Y hoy, al cabo de diez años, gracias a reformas laborales y
una austeridad suicida, nos han impuesto que se trabaje más, en peores
condiciones y por menos salario, sin ninguna estabilidad en el empleo, mientras
los ricos son más ricos y las empresas y bancos son más poderosos y fuertes. Se
ha devaluado intencionadamente el mercado laboral pero se ha fortalecido el
capital y el sistema financiero, para satisfacción de los mercaderes y los
apóstoles del neoliberalismo económico. Ahora, gracias a condiciones
coyunturales favorables por el abaratamiento de las energías (petróleo), la
ayuda temporal del Banco Central Europeo para financiar deuda y un mercado
exterior más activo que el nuestro, parece que superamos la crisis y que la
recuperación se perciba en las grades cifras macroeconómicas.
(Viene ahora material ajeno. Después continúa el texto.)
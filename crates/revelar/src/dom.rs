//! Page snapshot model.
//!
//! A `PageDocument` is an immutable snapshot of server-rendered markup:
//! enough structure to discover animation targets by class, read `data-*`
//! diagnostics, and render fixture HTML. It is not a live DOM; queries never
//! mutate the snapshot, so discovery is idempotent by construction.

use serde::{Deserialize, Serialize};
use std::collections::BTreeMap;

/// An element in the page snapshot.
#[derive(Debug, Clone, PartialEq, Eq, Serialize, Deserialize)]
pub struct ElementNode {
    /// Tag name (e.g. "section", "div")
    pub tag: String,
    /// Element ID, if any
    pub id: Option<String>,
    /// CSS classes in declaration order
    pub classes: Vec<String>,
    /// Dataset entries with camelCase keys, DOM-dataset style
    /// (`currentUsername` renders as `data-current-username`)
    pub dataset: BTreeMap<String, String>,
    /// Child elements in document order
    pub children: Vec<ElementNode>,
}

impl ElementNode {
    /// Create a new element with the given tag
    #[must_use]
    pub fn new(tag: impl Into<String>) -> Self {
        Self {
            tag: tag.into(),
            id: None,
            classes: Vec::new(),
            dataset: BTreeMap::new(),
            children: Vec::new(),
        }
    }

    /// Set the element ID
    #[must_use]
    pub fn with_id(mut self, id: impl Into<String>) -> Self {
        self.id = Some(id.into());
        self
    }

    /// Add a single CSS class
    #[must_use]
    pub fn with_class(mut self, class: impl Into<String>) -> Self {
        self.classes.push(class.into());
        self
    }

    /// Add several CSS classes
    #[must_use]
    pub fn with_classes<I, S>(mut self, classes: I) -> Self
    where
        I: IntoIterator<Item = S>,
        S: Into<String>,
    {
        self.classes.extend(classes.into_iter().map(Into::into));
        self
    }

    /// Set a dataset entry (camelCase key)
    #[must_use]
    pub fn with_data(mut self, key: impl Into<String>, value: impl Into<String>) -> Self {
        self.dataset.insert(key.into(), value.into());
        self
    }

    /// Append a child element
    #[must_use]
    pub fn child(mut self, child: ElementNode) -> Self {
        self.children.push(child);
        self
    }

    /// Check whether the element carries a CSS class
    #[must_use]
    pub fn has_class(&self, class: &str) -> bool {
        self.classes.iter().any(|c| c == class)
    }

    /// Read a dataset entry by camelCase key
    #[must_use]
    pub fn data(&self, key: &str) -> Option<&str> {
        self.dataset.get(key).map(String::as_str)
    }

    /// Render element to an HTML string
    #[must_use]
    pub fn render(&self) -> String {
        let mut attrs = String::new();
        if let Some(id) = &self.id {
            attrs.push_str(&format!(r#" id="{id}""#));
        }
        if !self.classes.is_empty() {
            attrs.push_str(&format!(r#" class="{}""#, self.classes.join(" ")));
        }
        for (key, value) in &self.dataset {
            attrs.push_str(&format!(r#" {}="{value}""#, dataset_attr_name(key)));
        }
        let inner: String = self.children.iter().map(ElementNode::render).collect();
        format!("<{tag}{attrs}>{inner}</{tag}>", tag = self.tag)
    }

    /// Depth-first pre-order walk, self first
    fn visit<'a>(&'a self, out: &mut Vec<&'a ElementNode>) {
        out.push(self);
        for child in &self.children {
            child.visit(out);
        }
    }
}

/// Convert a camelCase dataset key to its `data-*` attribute name.
fn dataset_attr_name(key: &str) -> String {
    let mut name = String::from("data-");
    for ch in key.chars() {
        if ch.is_ascii_uppercase() {
            name.push('-');
            name.push(ch.to_ascii_lowercase());
        } else {
            name.push(ch);
        }
    }
    name
}

/// Dataset key for the diagnostic username attribute
pub const USERNAME_DATA_KEY: &str = "currentUsername";

/// An immutable page snapshot.
#[derive(Debug, Clone, PartialEq, Eq, Serialize, Deserialize)]
pub struct PageDocument {
    /// Document title
    pub title: String,
    /// Document language
    pub lang: String,
    /// Body element
    pub body: ElementNode,
}

impl PageDocument {
    /// Create a document with an empty body
    #[must_use]
    pub fn new(title: impl Into<String>) -> Self {
        Self {
            title: title.into(),
            lang: "en".to_string(),
            body: ElementNode::new("body"),
        }
    }

    /// Set the document language
    #[must_use]
    pub fn with_lang(mut self, lang: impl Into<String>) -> Self {
        self.lang = lang.into();
        self
    }

    /// Replace the body element
    #[must_use]
    pub fn with_body(mut self, body: ElementNode) -> Self {
        self.body = body;
        self
    }

    /// Read the `currentUsername` dataset entry from the body element.
    ///
    /// Populated by the server-rendered templating layer; may be absent.
    #[must_use]
    pub fn current_username(&self) -> Option<&str> {
        self.body.data(USERNAME_DATA_KEY)
    }

    /// Collect all elements carrying a class, in document order.
    ///
    /// Depth-first pre-order over the body, body included. Read-only:
    /// calling this twice against the same snapshot yields the same
    /// sequence both times.
    #[must_use]
    pub fn query_class(&self, class: &str) -> Vec<&ElementNode> {
        let mut all = Vec::new();
        self.body.visit(&mut all);
        all.into_iter().filter(|el| el.has_class(class)).collect()
    }

    /// Render the full HTML document
    #[must_use]
    pub fn render(&self) -> String {
        format!(
            "<!DOCTYPE html>\n<html lang=\"{lang}\">\n<head>\n<meta charset=\"UTF-8\">\n<title>{title}</title>\n</head>\n{body}\n</html>",
            lang = self.lang,
            title = self.title,
            body = self.body.render(),
        )
    }
}
//! Result and error types for Revelar.

use thiserror::Error;

/// Result type for Revelar operations
pub type RevelarResult<T> = Result<T, RevelarError>;

/// Errors that can occur in Revelar
#[derive(Debug, Error)]
pub enum RevelarError {
    /// Animation engine is not loaded or reachable
    #[error("Animation engine unavailable: {message}")]
    EngineUnavailable {
        /// Error message
        message: String,
    },

    /// Animation engine rejected a submitted tween
    #[error("Animation engine rejected tween for {target}: {message}")]
    EngineError {
        /// Diagnostic label of the target element
        target: String,
        /// Error message
        message: String,
    },

    /// Element carries more than one directional modifier class
    #[error("Element {target} carries conflicting direction classes: {classes:?}")]
    ConflictingDirections {
        /// Diagnostic label of the target element
        target: String,
        /// The co-occurring modifier classes
        classes: Vec<String>,
    },

    /// Unknown easing curve name
    #[error("Unknown easing curve: {name}")]
    UnknownEase {
        /// The unrecognized curve name
        name: String,
    },

    /// JSON error
    #[error("JSON error: {0}")]
    Json(#[from] serde_json::Error),
}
No obstante, nada
de lo anterior permite que los trabajadores y clases medias sigan sin verla
reflejada en sus nóminas, sus condiciones laborales ni en su calidad de vida. Los
grandes damnificados de la crisis siguen instalados en la precariedad y con sus
derechos mermados, sin que puedan albergar, según advierte el Gobierno
(continuar y profundizar las “reformas”), ninguna esperanza de mejora, por
muchos turistas que vengan este verano a nuestras playas y muchos contratos
temporales permitan la ilusión de una real recuperación. Y es que las nuevas
condiciones laborales, que han laminado el estatuto de los trabajadores y los
convenios colectivos, han venido para quedarse porque conviene a los que se
forran con la pobreza de los trabajadores y las dificultades de los desfavorecidos.
Así de claro.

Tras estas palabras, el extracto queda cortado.